Dataset entries →
//! Shape generation for 2D primitives

use glam::Vec2;
use std::f32::consts::PI;

use super::vertex::{Vertex, colors};
use crate::rotate_offset;
use crate::sim::{EntityTag, RenderEntity, RenderFrame, Tier};

/// Segments used for filled circles (bullets)
const CIRCLE_SEGMENTS: u32 = 8;

/// Tessellated frame, split by primitive topology
#[derive(Debug, Clone)]
pub struct FrameGeometry {
    /// Color to clear the target with before drawing
    pub clear_color: [f32; 4],
    /// Line list (pairs of vertices)
    pub lines: Vec<Vertex>,
    /// Triangle list
    pub triangles: Vec<Vertex>,
}

impl Default for FrameGeometry {
    fn default() -> Self {
        Self {
            clear_color: colors::BACKGROUND,
            lines: Vec::new(),
            triangles: Vec::new(),
        }
    }
}

/// Generate vertices for a filled circle
pub fn circle(center: Vec2, radius: f32, color: [f32; 4], segments: u32) -> Vec<Vertex> {
    let mut vertices = Vec::with_capacity((segments * 3) as usize);

    for i in 0..segments {
        let theta1 = (i as f32 / segments as f32) * 2.0 * PI;
        let theta2 = ((i + 1) as f32 / segments as f32) * 2.0 * PI;

        // Triangle from center to edge
        vertices.push(Vertex::new(center.x, center.y, color));
        vertices.push(Vertex::new(
            center.x + radius * theta1.cos(),
            center.y + radius * theta1.sin(),
            color,
        ));
        vertices.push(Vertex::new(
            center.x + radius * theta2.cos(),
            center.y + radius * theta2.sin(),
            color,
        ));
    }

    vertices
}

/// Closed polygon outline as a line list, rotated about `center` by `angle_deg`
pub fn polygon_outline(center: Vec2, outline: &[Vec2], angle_deg: f32, color: [f32; 4]) -> Vec<Vertex> {
    let points: Vec<Vec2> = outline
        .iter()
        .map(|p| center + rotate_offset(*p - center, angle_deg))
        .collect();

    let mut vertices = Vec::with_capacity(points.len() * 2);
    for (i, a) in points.iter().enumerate() {
        let b = points[(i + 1) % points.len()];
        vertices.push(Vertex::new(a.x, a.y, color));
        vertices.push(Vertex::new(b.x, b.y, color));
    }
    vertices
}

fn entity_color(entity: &RenderEntity) -> [f32; 4] {
    match (entity.kind, entity.texture) {
        (EntityTag::Ship, _) => colors::SHIP,
        (EntityTag::Bullet, _) => colors::BULLET,
        (EntityTag::Asteroid, Some(Tier::Large)) => colors::ASTEROID_LARGE,
        (EntityTag::Asteroid, Some(Tier::Medium)) => colors::ASTEROID_MEDIUM,
        (EntityTag::Asteroid, _) => colors::ASTEROID_SMALL,
    }
}

/// Tessellate every entity in the frame.
/// Single-vertex outlines become filled circles; the rest become line loops.
pub fn frame_geometry(frame: &RenderFrame) -> FrameGeometry {
    let mut geometry = FrameGeometry::default();

    for entity in &frame.entities {
        let color = entity_color(entity);
        match entity.outline.len() {
            0 => {}
            1 => geometry
                .triangles
                .extend(circle(entity.position, entity.radius, color, CIRCLE_SEGMENTS)),
            _ => geometry.lines.extend(polygon_outline(
                entity.position,
                &entity.outline,
                entity.angle,
                color,
            )),
        }
    }

    geometry
}

#[cfg(test)]
mod tests {
    use super::*;
    use crate::sim::{Command, GameState, Playfield};

    #[test]
    fn test_circle_vertex_count() {
        assert_eq!(circle(Vec2::ZERO, 2.0, colors::BULLET, 8).len(), 24);
    }

    #[test]
    fn test_polygon_outline_rotates_about_center() {
        let center = Vec2::new(100.0, 100.0);
        let outline = [center + Vec2::new(10.0, 0.0), center + Vec2::new(-5.0, 0.0)];
        let lines = polygon_outline(center, &outline, 90.0, colors::SHIP);

        assert_eq!(lines.len(), 4);
        // The +x point swings to straight up the screen
        assert!((lines[0].position[0] - 100.0).abs() < 1e-3);
        assert!((lines[0].position[1] - 90.0).abs() < 1e-3);
    }

    #[test]
    fn test_frame_geometry_splits_bullets_and_polygons() {
        let mut state = GameState::new(3, Playfield::default());
        state.handle_command(Command::Confirm);
        if let Some(ship) = state.registry.ship_id() {
            crate::sim::ship::fire(&mut state, ship);
        }

        let geometry = frame_geometry(&RenderFrame::capture(&state));
        assert_eq!(geometry.clear_color, colors::BACKGROUND);
        // One bullet circle
        assert_eq!(geometry.triangles.len(), (CIRCLE_SEGMENTS * 3) as usize);
        // Ship triangle (3 edges) + one asteroid outline
        let asteroid_edges = crate::consts::ASTEROID_OUTLINE_SLICES;
        assert_eq!(geometry.lines.len(), (3 + asteroid_edges) * 2);
    }
}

What is needed → Word for word, write out all of the entries again.

Finished exercise →
//! Shape generation for 2D primitives

use glam::Vec2;
use std::f32::consts::PI;

use super::vertex::{Vertex, colors};
use crate::rotate_offset;
use crate::sim::{EntityTag, RenderEntity, RenderFrame, Tier};

/// Segments used for filled circles (bullets)
const CIRCLE_SEGMENTS: u32 = 8;

/// Tessellated frame, split by primitive topology
#[derive(Debug, Clone)]
pub struct FrameGeometry {
    /// Color to clear the target with before drawing
    pub clear_color: [f32; 4],
    /// Line list (pairs of vertices)
    pub lines: Vec<Vertex>,
    /// Triangle list
    pub triangles: Vec<Vertex>,
}

impl Default for FrameGeometry {
    fn default() -> Self {
        Self {
            clear_color: colors::BACKGROUND,
            lines: Vec::new(),
            triangles: Vec::new(),
        }
    }
}

/// Generate vertices for a filled circle
pub fn circle(center: Vec2, radius: f32, color: [f32; 4], segments: u32) -> Vec<Vertex> {
    let mut vertices = Vec::with_capacity((segments * 3) as usize);

    for i in 0..segments {
        let theta1 = (i as f32 / segments as f32) * 2.0 * PI;
        let theta2 = ((i + 1) as f32 / segments as f32) * 2.0 * PI;

        // Triangle from center to edge
        vertices.push(Vertex::new(center.x, center.y, color));
        vertices.push(Vertex::new(
            center.x + radius * theta1.cos(),
            center.y + radius * theta1.sin(),
            color,
        ));
        vertices.push(Vertex::new(
            center.x + radius * theta2.cos(),
            center.y + radius * theta2.sin(),
            color,
        ));
    }

    vertices
}

/// Closed polygon outline as a line list, rotated about `center` by `angle_deg`
pub fn polygon_outline(center: Vec2, outline: &[Vec2], angle_deg: f32, color: [f32; 4]) -> Vec<Vertex> {
    let points: Vec<Vec2> = outline
        .iter()
        .map(|p| center + rotate_offset(*p - center, angle_deg))
        .collect();

    let mut vertices = Vec::with_capacity(points.len() * 2);
    for (i, a) in points.iter().enumerate() {
        let b = points[(i + 1) % points.len()];
        vertices.push(Vertex::new(a.x, a.y, color));
        vertices.push(Vertex::new(b.x, b.y, color));
    }
    vertices
}

fn entity_color(entity: &RenderEntity) -> [f32; 4] {
    match (entity.kind, entity.texture) {
        (EntityTag::Ship, _) => colors::SHIP,
        (EntityTag::Bullet, _) => colors::BULLET,
        (EntityTag::Asteroid, Some(Tier::Large)) => colors::ASTEROID_LARGE,
        (EntityTag::Asteroid, Some(Tier::Medium)) => colors::ASTEROID_MEDIUM,
        (EntityTag::Asteroid, _) => colors::ASTEROID_SMALL,
    }
}

/// Tessellate every entity in the frame.
/// Single-vertex outlines become filled circles; the rest become line loops.
pub fn frame_geometry(frame: &RenderFrame) -> FrameGeometry {
    let mut geometry = FrameGeometry::default();

    for entity in &frame.entities {
        let color = entity_color(entity);
        match entity.outline.len() {
            0 => {}
            1 => geometry
                .triangles
                .extend(circle(entity.position, entity.radius, color, CIRCLE_SEGMENTS)),
            _ => geometry.lines.extend(polygon_outline(
                entity.position,
                &entity.outline,
                entity.angle,
                color,
            )),
        }
    }

    geometry
}

#[cfg(test)]
mod tests {
    use super::*;
    use crate::sim::{Command, GameState, Playfield};

    #[test]
    fn test_circle_vertex_count() {
        assert_eq!(circle(Vec2::ZERO, 2.0, colors::BULLET, 8).len(), 24);
    }

    #[test]
    fn test_polygon_outline_rotates_about_center() {
        let center = Vec2::new(100.0, 100.0);
        let outline = [center + Vec2::new(10.0, 0.0), center + Vec2::new(-5.0, 0.0)];
        let lines = polygon_outline(center, &outline, 90.0, colors::SHIP);

        assert_eq!(lines.len(), 4);
        // The +x point swings to straight up the screen
        assert!((lines[0].position[0] - 100.0).abs() < 1e-3);
        assert!((lines[0].position[1] - 90.0).abs() < 1e-3);
    }

    #[test]
    fn test_frame_geometry_splits_bullets_and_polygons() {
        let mut state = GameState::new(3, Playfield::default());
        state.handle_command(Command::Confirm);
        if let Some(ship) = state.registry.ship_id() {
            crate::sim::ship::fire(&mut state, ship);
        }

        let geometry = frame_geometry(&RenderFrame::capture(&state));
        assert_eq!(geometry.clear_color, colors::BACKGROUND);
        // One bullet circle
        assert_eq!(geometry.triangles.len(), (CIRCLE_SEGMENTS * 3) as usize);
        // Ship triangle (3 edges) + one asteroid outline
        let asteroid_edges = crate::consts::ASTEROID_OUTLINE_SLICES;
        assert_eq!(geometry.lines.len(), (3 + asteroid_edges) * 2);
    }
}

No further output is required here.